#### STUDY MATERIAL

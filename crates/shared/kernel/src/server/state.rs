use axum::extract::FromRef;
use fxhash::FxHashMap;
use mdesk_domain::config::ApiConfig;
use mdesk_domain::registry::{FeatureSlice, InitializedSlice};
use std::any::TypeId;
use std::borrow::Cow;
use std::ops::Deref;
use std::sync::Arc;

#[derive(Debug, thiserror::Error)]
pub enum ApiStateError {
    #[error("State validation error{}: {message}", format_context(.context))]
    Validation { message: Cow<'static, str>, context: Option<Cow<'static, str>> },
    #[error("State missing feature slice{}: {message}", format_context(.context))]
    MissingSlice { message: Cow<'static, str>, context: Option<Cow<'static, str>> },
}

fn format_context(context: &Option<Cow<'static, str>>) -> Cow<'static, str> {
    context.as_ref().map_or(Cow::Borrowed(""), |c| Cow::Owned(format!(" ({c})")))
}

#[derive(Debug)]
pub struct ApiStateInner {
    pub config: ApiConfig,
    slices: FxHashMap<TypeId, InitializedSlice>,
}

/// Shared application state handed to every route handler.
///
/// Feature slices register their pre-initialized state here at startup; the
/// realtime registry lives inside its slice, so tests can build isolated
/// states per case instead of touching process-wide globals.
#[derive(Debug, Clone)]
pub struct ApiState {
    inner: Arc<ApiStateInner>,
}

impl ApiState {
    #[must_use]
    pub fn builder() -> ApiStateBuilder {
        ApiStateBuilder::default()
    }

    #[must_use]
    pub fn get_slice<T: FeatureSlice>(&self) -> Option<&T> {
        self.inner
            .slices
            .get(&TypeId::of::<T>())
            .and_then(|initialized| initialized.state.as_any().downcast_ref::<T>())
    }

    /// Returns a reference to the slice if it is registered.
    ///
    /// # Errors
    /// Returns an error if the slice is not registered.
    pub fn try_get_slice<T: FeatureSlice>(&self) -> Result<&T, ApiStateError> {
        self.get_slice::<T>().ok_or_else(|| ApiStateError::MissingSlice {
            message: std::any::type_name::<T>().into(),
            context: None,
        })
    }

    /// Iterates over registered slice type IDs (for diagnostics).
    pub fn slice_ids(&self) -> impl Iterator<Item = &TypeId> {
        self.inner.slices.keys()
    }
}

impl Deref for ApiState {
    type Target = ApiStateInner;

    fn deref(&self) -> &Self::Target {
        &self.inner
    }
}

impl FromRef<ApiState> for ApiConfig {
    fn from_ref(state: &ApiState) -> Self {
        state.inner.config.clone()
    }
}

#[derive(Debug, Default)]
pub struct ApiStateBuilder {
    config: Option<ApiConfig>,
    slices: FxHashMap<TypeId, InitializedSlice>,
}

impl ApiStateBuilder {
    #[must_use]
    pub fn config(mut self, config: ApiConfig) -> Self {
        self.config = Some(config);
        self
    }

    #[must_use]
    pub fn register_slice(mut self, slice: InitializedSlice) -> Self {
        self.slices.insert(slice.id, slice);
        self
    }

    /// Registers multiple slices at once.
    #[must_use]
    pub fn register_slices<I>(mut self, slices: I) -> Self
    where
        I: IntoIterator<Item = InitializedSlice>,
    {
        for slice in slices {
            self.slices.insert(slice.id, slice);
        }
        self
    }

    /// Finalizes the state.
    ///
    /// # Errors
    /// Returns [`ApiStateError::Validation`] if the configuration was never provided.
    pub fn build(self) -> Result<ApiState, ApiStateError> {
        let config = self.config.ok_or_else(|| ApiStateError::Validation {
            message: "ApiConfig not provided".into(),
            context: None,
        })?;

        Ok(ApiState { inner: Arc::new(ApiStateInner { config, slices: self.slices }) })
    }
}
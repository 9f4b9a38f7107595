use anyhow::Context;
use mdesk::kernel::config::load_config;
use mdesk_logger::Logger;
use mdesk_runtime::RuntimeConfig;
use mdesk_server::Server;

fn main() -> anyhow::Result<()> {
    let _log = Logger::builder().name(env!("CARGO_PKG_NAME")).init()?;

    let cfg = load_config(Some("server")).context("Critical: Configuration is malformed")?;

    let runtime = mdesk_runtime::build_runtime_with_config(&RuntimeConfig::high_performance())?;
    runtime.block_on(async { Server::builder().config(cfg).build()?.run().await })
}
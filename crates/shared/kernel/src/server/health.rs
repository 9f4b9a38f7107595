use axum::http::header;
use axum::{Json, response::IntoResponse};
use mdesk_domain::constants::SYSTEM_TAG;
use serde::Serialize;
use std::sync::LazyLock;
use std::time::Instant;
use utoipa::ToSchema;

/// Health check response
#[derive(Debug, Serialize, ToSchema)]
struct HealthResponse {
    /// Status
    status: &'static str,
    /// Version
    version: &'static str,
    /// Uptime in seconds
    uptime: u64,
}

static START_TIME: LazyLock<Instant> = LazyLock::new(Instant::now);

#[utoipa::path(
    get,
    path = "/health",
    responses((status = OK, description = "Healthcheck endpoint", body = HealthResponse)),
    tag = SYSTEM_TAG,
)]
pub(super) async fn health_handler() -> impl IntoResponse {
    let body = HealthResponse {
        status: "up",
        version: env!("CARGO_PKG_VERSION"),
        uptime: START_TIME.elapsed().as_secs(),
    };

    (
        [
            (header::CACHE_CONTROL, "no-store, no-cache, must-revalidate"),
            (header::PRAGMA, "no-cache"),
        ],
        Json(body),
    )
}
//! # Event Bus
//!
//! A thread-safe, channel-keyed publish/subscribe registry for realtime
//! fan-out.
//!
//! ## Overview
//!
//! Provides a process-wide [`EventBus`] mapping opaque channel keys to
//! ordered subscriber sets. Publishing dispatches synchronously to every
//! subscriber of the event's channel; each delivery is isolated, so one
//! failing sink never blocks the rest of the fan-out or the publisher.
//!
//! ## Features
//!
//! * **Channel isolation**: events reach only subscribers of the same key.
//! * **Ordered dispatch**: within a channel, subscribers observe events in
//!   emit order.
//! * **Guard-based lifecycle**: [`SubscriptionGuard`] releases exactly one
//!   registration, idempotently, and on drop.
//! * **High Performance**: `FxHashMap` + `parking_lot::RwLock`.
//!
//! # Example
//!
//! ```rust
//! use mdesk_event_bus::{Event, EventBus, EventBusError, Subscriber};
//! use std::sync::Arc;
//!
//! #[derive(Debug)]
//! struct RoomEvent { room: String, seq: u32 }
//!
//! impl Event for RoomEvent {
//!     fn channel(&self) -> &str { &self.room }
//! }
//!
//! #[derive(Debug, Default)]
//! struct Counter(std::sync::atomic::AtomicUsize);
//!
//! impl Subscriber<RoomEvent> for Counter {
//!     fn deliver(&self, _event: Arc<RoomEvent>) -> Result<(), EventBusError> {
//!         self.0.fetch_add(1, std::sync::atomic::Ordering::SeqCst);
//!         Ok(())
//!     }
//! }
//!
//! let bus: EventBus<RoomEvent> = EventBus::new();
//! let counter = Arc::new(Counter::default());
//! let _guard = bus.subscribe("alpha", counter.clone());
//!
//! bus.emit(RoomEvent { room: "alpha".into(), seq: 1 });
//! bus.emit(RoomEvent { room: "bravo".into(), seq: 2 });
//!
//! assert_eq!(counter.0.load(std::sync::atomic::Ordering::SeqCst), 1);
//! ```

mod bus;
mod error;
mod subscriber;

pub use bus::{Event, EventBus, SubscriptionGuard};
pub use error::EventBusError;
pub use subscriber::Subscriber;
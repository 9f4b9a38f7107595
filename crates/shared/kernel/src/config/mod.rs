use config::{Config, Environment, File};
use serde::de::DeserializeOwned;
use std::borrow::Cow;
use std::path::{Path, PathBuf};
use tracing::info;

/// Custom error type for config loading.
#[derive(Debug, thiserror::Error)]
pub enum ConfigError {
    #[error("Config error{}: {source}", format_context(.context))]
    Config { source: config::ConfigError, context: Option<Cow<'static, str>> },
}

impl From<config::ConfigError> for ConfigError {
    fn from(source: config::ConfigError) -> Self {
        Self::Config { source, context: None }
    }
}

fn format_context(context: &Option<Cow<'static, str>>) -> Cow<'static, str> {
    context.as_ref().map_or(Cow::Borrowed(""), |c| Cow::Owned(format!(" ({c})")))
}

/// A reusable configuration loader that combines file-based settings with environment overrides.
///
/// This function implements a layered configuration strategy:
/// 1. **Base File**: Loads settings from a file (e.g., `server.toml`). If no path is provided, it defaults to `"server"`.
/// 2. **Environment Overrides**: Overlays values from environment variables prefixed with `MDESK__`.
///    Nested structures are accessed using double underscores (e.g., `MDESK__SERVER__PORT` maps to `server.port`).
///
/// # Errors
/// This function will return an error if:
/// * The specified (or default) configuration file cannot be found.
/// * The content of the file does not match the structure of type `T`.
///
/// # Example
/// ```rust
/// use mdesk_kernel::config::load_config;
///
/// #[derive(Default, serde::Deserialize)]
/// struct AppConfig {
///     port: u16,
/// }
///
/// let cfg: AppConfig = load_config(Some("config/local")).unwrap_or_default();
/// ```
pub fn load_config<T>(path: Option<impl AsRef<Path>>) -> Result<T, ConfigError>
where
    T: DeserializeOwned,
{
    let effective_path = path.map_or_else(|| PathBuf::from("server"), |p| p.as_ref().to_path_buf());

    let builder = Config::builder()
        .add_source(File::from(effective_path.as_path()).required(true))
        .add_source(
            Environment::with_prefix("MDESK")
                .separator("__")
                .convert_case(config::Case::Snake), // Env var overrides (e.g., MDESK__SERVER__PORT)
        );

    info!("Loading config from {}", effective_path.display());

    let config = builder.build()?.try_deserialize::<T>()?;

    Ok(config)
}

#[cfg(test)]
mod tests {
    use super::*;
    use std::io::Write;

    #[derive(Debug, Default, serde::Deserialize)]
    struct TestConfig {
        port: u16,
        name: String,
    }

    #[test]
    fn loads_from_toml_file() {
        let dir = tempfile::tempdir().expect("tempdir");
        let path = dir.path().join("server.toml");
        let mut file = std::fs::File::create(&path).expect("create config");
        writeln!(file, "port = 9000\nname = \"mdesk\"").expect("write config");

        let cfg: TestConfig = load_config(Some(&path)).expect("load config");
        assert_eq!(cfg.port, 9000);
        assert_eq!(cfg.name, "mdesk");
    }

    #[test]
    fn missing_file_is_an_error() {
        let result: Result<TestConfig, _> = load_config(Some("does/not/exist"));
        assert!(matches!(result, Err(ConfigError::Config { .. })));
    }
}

########
#### STUDY MATERIAL

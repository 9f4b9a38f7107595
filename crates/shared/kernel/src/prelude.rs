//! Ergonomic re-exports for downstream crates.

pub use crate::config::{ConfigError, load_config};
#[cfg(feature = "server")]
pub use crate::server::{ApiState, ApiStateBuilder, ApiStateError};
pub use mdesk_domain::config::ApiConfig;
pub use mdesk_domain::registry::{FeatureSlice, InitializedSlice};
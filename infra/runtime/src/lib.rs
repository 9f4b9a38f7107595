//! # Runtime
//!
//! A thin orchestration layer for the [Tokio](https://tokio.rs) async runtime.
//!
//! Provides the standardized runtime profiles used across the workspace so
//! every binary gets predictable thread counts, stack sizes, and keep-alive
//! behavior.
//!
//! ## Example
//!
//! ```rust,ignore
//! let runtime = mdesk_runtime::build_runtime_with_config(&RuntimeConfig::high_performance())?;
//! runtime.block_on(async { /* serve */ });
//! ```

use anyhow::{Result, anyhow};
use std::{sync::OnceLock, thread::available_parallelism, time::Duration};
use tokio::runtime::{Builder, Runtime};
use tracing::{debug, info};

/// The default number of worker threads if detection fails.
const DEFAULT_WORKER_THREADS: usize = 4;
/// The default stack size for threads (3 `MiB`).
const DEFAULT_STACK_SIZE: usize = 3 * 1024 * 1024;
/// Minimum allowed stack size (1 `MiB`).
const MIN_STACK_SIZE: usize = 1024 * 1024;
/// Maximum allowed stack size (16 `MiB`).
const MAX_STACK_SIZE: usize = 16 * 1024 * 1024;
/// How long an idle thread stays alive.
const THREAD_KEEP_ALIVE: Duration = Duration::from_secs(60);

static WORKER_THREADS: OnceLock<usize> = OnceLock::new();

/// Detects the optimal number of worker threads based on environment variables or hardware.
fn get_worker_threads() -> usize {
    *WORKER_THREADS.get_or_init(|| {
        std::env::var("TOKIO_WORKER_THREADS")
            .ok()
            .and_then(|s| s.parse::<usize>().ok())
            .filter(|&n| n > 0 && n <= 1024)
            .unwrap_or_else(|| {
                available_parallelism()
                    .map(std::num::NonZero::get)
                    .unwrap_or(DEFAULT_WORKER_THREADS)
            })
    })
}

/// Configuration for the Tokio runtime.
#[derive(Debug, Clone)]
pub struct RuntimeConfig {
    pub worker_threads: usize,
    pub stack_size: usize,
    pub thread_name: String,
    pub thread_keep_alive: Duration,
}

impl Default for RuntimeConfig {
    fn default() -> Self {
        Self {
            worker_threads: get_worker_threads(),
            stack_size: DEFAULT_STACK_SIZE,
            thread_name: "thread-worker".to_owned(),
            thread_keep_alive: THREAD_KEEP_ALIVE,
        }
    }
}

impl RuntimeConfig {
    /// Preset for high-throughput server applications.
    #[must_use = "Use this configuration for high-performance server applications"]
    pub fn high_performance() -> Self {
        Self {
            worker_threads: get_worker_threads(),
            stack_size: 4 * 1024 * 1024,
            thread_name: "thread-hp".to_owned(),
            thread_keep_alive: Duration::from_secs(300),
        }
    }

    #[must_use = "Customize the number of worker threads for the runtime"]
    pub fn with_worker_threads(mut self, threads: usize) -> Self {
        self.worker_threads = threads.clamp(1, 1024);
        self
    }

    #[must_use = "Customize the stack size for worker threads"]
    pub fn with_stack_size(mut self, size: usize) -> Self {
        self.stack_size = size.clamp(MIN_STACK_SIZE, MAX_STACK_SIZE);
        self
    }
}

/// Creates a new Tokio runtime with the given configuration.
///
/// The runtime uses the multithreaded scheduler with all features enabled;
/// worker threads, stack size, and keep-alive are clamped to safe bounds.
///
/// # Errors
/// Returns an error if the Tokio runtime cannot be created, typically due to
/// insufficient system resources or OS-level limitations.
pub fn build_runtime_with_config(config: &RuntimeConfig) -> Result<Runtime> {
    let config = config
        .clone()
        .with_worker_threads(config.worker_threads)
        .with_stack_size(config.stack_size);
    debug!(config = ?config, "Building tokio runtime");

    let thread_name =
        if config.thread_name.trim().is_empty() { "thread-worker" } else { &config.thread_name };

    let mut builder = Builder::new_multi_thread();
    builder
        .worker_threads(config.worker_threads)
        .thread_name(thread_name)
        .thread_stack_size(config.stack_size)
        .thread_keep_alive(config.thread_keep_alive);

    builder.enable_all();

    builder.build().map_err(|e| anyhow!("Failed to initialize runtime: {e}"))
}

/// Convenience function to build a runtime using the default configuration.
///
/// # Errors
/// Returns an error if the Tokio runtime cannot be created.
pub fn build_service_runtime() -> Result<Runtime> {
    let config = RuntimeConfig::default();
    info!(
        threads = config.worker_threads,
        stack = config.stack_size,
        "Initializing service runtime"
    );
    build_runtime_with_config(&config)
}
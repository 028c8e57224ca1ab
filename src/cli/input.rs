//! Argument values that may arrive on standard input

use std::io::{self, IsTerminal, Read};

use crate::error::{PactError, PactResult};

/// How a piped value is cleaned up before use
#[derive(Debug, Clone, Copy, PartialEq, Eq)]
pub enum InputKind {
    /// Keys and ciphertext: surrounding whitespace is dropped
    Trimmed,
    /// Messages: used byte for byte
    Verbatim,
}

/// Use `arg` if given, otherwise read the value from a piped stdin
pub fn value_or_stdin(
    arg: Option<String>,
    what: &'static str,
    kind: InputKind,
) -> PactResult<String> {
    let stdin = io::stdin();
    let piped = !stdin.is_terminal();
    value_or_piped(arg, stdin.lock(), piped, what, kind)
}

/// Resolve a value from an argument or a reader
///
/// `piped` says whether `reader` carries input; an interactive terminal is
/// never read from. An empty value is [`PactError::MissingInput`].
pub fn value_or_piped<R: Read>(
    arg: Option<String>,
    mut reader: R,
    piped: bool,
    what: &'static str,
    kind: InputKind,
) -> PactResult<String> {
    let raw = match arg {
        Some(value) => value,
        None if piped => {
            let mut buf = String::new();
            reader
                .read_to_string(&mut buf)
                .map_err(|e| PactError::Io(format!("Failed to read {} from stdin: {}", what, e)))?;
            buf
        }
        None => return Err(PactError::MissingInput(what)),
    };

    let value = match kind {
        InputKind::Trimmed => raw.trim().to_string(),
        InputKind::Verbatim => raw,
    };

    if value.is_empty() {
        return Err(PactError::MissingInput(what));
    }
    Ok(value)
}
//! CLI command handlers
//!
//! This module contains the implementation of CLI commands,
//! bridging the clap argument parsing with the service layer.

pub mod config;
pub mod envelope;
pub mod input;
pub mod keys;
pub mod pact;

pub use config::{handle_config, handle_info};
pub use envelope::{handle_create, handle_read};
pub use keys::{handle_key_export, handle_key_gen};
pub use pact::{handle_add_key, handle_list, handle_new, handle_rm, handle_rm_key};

########
#### STUDY MATERIAL

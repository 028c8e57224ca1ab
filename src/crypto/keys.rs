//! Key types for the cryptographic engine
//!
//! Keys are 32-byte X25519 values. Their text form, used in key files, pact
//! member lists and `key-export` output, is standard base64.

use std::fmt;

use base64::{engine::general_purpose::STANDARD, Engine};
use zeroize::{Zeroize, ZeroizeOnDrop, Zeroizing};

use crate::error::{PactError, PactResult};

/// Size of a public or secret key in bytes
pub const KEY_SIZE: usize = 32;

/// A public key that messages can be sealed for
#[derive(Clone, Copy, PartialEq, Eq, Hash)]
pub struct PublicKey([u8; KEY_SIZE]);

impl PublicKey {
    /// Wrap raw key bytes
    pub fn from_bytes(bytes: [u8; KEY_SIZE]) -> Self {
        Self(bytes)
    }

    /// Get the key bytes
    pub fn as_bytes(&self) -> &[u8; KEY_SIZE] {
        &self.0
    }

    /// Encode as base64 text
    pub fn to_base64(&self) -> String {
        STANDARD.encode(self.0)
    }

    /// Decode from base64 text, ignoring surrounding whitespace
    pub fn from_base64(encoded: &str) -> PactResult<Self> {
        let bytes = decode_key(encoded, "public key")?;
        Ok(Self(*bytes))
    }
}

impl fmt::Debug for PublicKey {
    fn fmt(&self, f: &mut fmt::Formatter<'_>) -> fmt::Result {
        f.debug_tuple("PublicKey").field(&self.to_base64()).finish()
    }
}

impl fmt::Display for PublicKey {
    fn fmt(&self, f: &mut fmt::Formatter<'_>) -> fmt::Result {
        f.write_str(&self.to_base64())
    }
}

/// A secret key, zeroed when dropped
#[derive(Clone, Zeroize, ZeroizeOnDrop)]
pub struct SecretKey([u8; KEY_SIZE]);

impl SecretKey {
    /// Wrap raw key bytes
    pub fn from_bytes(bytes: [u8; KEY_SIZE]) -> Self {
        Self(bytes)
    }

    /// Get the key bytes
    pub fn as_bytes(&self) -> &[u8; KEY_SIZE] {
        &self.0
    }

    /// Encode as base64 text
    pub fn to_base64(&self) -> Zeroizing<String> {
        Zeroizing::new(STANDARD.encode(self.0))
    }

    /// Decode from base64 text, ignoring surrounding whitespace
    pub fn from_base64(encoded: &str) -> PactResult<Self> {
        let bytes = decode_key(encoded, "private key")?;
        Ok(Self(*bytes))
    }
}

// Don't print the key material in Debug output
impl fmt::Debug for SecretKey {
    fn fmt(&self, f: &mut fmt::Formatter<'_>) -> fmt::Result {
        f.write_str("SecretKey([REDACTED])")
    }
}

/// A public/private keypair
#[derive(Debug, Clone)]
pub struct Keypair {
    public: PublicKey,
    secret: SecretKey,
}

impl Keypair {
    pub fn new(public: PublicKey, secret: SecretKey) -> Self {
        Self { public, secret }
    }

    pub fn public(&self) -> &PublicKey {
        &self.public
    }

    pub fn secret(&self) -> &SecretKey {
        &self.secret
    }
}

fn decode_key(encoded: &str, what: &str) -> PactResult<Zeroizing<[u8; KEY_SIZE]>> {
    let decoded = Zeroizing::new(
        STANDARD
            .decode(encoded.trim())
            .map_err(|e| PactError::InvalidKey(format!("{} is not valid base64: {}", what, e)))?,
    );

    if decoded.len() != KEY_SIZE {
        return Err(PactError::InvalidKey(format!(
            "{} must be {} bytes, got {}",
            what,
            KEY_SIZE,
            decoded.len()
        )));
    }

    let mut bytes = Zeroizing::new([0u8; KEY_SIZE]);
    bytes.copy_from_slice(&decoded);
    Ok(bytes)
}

########

EXERCISE AIM: Of the lines above, retype only those from the line containing "config::ConfigError, context: Option<Cow<'static, str>>" through the line containing "This function will", including both, exactly.

RESULT FOR THIS EXERCISE:
    Config { source: config::ConfigError, context: Option<Cow<'static, str>> },
}

impl From<config::ConfigError> for ConfigError {
    fn from(source: config::ConfigError) -> Self {
        Self::Config { source, context: None }
    }
}

fn format_context(context: &Option<Cow<'static, str>>) -> Cow<'static, str> {
    context.as_ref().map_or(Cow::Borrowed(""), |c| Cow::Owned(format!(" ({c})")))
}

/// A reusable configuration loader that combines file-based settings with environment overrides.
///
/// This function implements a layered configuration strategy:
/// 1. **Base File**: Loads settings from a file (e.g., `server.toml`). If no path is provided, it defaults to `"server"`.
/// 2. **Environment Overrides**: Overlays values from environment variables prefixed with `MDESK__`.
///    Nested structures are accessed using double underscores (e.g., `MDESK__SERVER__PORT` maps to `server.port`).
///
/// # Errors
/// This function will return an error if:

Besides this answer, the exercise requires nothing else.